I have used Expresspcb for several tube projects,they not quite to the specs you listed, but They have performed nicely in all my projects.

I bought the program Copper Connection by Robot Room. The $49 Studio version will read the latest version files created by ExpressPCB and generate Gerber and Excellon files. Then you can use a source such as ITEAD Studio as mentioned earlier.

I have no affiliation with Robot Room other than I own the product.

Scott
 
For some reason, from reading the forum run by the two guys that own Tubes4HiFi.com, one of the is working on putting together a kit for building a new SCA-35. I'm pretty sure if they do its nots going to be a direct replacement. They usually modify the design to accept modern improved components and do what every they think is an improvement to the circuitry.

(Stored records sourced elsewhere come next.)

//! Typed import template tables.
//!
//! An import template is a YAML document with four optional tables, each a
//! list of typed rows. Unknown keys are ignored; absent optional cells
//! deserialize to `None` and the database cells among them can be backfilled
//! with the configured foreground name before assembly.

use std::fs;
use std::path::Path;

use serde::Deserialize;
use tracing::{debug, warn};

use crate::error::{ImportError, ImportResult};

/// One activity to create in the assembled database.
#[derive(Debug, Clone, Default, Deserialize)]
pub struct CreateActivityRow {
    /// Activity name.
    pub activity: String,
    /// Name of the activity's reference product.
    pub reference_product: String,
    /// Unit of the reference product.
    pub reference_product_unit: String,
    /// Geographic location code.
    pub activity_location: String,
    /// Initial version of the activity.
    pub activity_version: u64,
    /// Database the activity belongs to; backfilled when absent.
    #[serde(default)]
    pub activity_database: Option<String>,
    /// Activity type; defaults to `production` during assembly.
    #[serde(default)]
    pub activity_type: Option<String>,
    /// Explicit activity code; generated when absent.
    #[serde(default)]
    pub code: Option<String>,
    /// Free-form comment.
    #[serde(default)]
    pub comment: Option<String>,
}

/// One exchange to attach to a created activity.
#[derive(Debug, Clone, Default, Deserialize)]
pub struct AddExchangeRow {
    /// Name of the owning activity.
    pub activity: String,
    /// Location of the owning activity.
    pub activity_location: String,
    /// Name of the input the exchange points at.
    pub exchange: String,
    /// Quantity of the input.
    pub amount: f64,
    /// Unit of the amount.
    pub unit: String,
    /// Exchange type, e.g. `technosphere` or `biosphere`.
    pub exchange_type: String,
    /// Database of the owning activity; backfilled when absent.
    #[serde(default)]
    pub activity_database: Option<String>,
    /// Database of the input; backfilled when absent.
    #[serde(default)]
    pub exchange_database: Option<String>,
    /// Explicit code of the owning activity; resolved from
    /// `create_activities` when absent.
    #[serde(default)]
    pub activity_code: Option<String>,
    /// Explicit code of the input; resolved against created reference
    /// products when absent.
    #[serde(default)]
    pub exchange_code: Option<String>,
    /// Location of the input; informational, resolution matches on the
    /// owner's location.
    #[serde(default)]
    pub exchange_location: Option<String>,
    /// Uncertainty distribution selector.
    #[serde(default)]
    pub uncertainty_type: Option<u32>,
}

/// One activity to copy from an existing database into the assembled one.
#[derive(Debug, Clone, Default, Deserialize)]
pub struct CopyActivityRow {
    /// Database the activity is copied from.
    pub source_database: String,
    /// Activity name, used in log and warning messages.
    pub activity: String,
    /// Code of the activity in the source database.
    pub activity_code: String,
}

/// One exchange to remove from the assembled database.
#[derive(Debug, Clone, Default, Deserialize)]
pub struct DeleteExchangeRow {
    /// Name of the owning activity.
    pub activity: String,
    /// Name of the input the exchange points at.
    pub exchange: String,
    /// Database of the owning activity; backfilled when absent.
    #[serde(default)]
    pub activity_database: Option<String>,
    /// Explicit code of the owning activity; resolved by name when absent.
    #[serde(default)]
    pub activity_code: Option<String>,
    /// Database of the input; backfilled when absent.
    #[serde(default)]
    pub exchange_database: Option<String>,
    /// Explicit code of the input; resolved by name when absent.
    #[serde(default)]
    pub exchange_code: Option<String>,
}

/// A parsed import template: four optional typed tables.
#[derive(Debug, Clone, Default, Deserialize)]
pub struct ImportTemplate {
    /// Activities to create.
    #[serde(default)]
    pub create_activities: Vec<CreateActivityRow>,
    /// Exchanges to attach.
    #[serde(default)]
    pub add_exchanges: Vec<AddExchangeRow>,
    /// Activities to copy from existing databases.
    #[serde(default)]
    pub copy_activities: Vec<CopyActivityRow>,
    /// Exchanges to remove.
    #[serde(default)]
    pub delete_exchanges: Vec<DeleteExchangeRow>,
}

impl ImportTemplate {
    /// Loads and parses a template file.
    ///
    /// # Errors
    ///
    /// Fails with [`ImportError::TemplateIo`] when the file cannot be read
    /// and [`ImportError::TemplateFormat`] when it is not a valid template
    /// document.
    pub fn from_path(path: impl AsRef<Path>) -> ImportResult<Self> {
        let path = path.as_ref();
        let text = fs::read_to_string(path).map_err(|source| ImportError::TemplateIo {
            path: path.to_path_buf(),
            source,
        })?;
        serde_yaml::from_str(&text).map_err(|source| ImportError::TemplateFormat {
            path: path.to_path_buf(),
            source,
        })
    }

    /// Fills every absent `*_database` cell with `database`.
    ///
    /// Returns the total number of backfilled cells; per-table counts are
    /// logged at debug level.
    pub fn backfill_database(&mut self, database: &str) -> usize {
        let mut total = 0;

        let mut filled = 0;
        for row in &mut self.create_activities {
            filled += fill(&mut row.activity_database, database);
        }
        debug!(table = "create_activities", filled, "backfilled database cells");
        total += filled;

        let mut filled = 0;
        for row in &mut self.add_exchanges {
            filled += fill(&mut row.activity_database, database);
            filled += fill(&mut row.exchange_database, database);
        }
        debug!(table = "add_exchanges", filled, "backfilled database cells");
        total += filled;

        let mut filled = 0;
        for row in &mut self.delete_exchanges {
            filled += fill(&mut row.activity_database, database);
            filled += fill(&mut row.exchange_database, database);
        }
        debug!(table = "delete_exchanges", filled, "backfilled database cells");
        total += filled;

        total
    }

    /// Checks every row before assembly: names, locations, units and types
    /// non-empty, amounts finite.
    ///
    /// Empty tables are allowed and only logged.
    ///
    /// # Errors
    ///
    /// Fails with [`ImportError::InvalidRow`] naming the first offending
    /// table and row.
    pub fn validate(&self) -> ImportResult<()> {
        for (table, empty) in [
            ("create_activities", self.create_activities.is_empty()),
            ("add_exchanges", self.add_exchanges.is_empty()),
            ("copy_activities", self.copy_activities.is_empty()),
            ("delete_exchanges", self.delete_exchanges.is_empty()),
        ] {
            if empty {
                warn!(table, "template table has no rows");
            }
        }

        for (row, data) in self.create_activities.iter().enumerate() {
            let table = "create_activities";
            require(table, row, "activity", &data.activity)?;
            require(table, row, "reference_product", &data.reference_product)?;
            require(table, row, "reference_product_unit", &data.reference_product_unit)?;
            require(table, row, "activity_location", &data.activity_location)?;
        }

        for (row, data) in self.add_exchanges.iter().enumerate() {
            let table = "add_exchanges";
            require(table, row, "activity", &data.activity)?;
            require(table, row, "exchange", &data.exchange)?;
            require(table, row, "unit", &data.unit)?;
            require(table, row, "exchange_type", &data.exchange_type)?;
            if !data.amount.is_finite() {
                return Err(ImportError::InvalidRow {
                    table,
                    row,
                    problem: format!("non-finite amount {}", data.amount),
                });
            }
        }

        for (row, data) in self.copy_activities.iter().enumerate() {
            let table = "copy_activities";
            require(table, row, "source_database", &data.source_database)?;
            require(table, row, "activity", &data.activity)?;
            require(table, row, "activity_code", &data.activity_code)?;
        }

        for (row, data) in self.delete_exchanges.iter().enumerate() {
            let table = "delete_exchanges";
            require(table, row, "activity", &data.activity)?;
            require(table, row, "exchange", &data.exchange)?;
        }

        Ok(())
    }
}

fn fill(cell: &mut Option<String>, value: &str) -> usize {
    if cell.is_none() {
        *cell = Some(value.to_owned());
        1
    } else {
        0
    }
}

fn require(table: &'static str, row: usize, field: &'static str, value: &str) -> ImportResult<()> {
    if value.trim().is_empty() {
        return Err(ImportError::InvalidRow {
            table,
            row,
            problem: format!("empty {field}"),
        });
    }
    Ok(())
}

My thinking is that they will do away with the tone controls, because of the sourcing of the parts,the dual 2M dual pot used for the bass control is not found in current production as well as the 750k dual balance pot,and I'm sure they will use the curcuit found in the infamous ST-35 for the power amp section.,and finally the phono curcuit used by Dynaco is not up to current RIAA specs,so the phono section would most likely be modified. I love the idea of an SCA-35 kit none the less,those mods would make for a great little integrated amp.
 
I'd check with the owners of the web site. I has virtually all the boards to reproduce a PAS-3 preamp that has tone controls and a phono circuit. He does sell phono preamps and kits as well. I have an SP-12 preamp I had him build....so my phono preamp will be separate if I ever get a turntable. I was thinking I will but I've got maybe 60% of my LPs on CD and now my taste in music has changed so I no longer think its absolutely necessary.
 
I'd check with the owners of the web site. I has virtually all the boards to reproduce a PAS-3 preamp that has tone controls and a phono circuit. He does sell phono preamps and kits as well. I have an SP-12 preamp I had him build....so my phono preamp will be separate if I ever get a turntable. I was thinking I will but I've got maybe 60% of my LPs on CD and now my taste in music has changed so I no longer think its absolutely necessary.
I have one of the Tubes4hifi PAS3 boards with the tone controls that is still in process. It drops right in the PAS3 chassis. The only thing I do not like about the boards is this one doesn't have silk screen and mask. It's not a huge deal but for the cost I think they should as it's only a bit more for the boards to have it done. Can't say how it sounds yet.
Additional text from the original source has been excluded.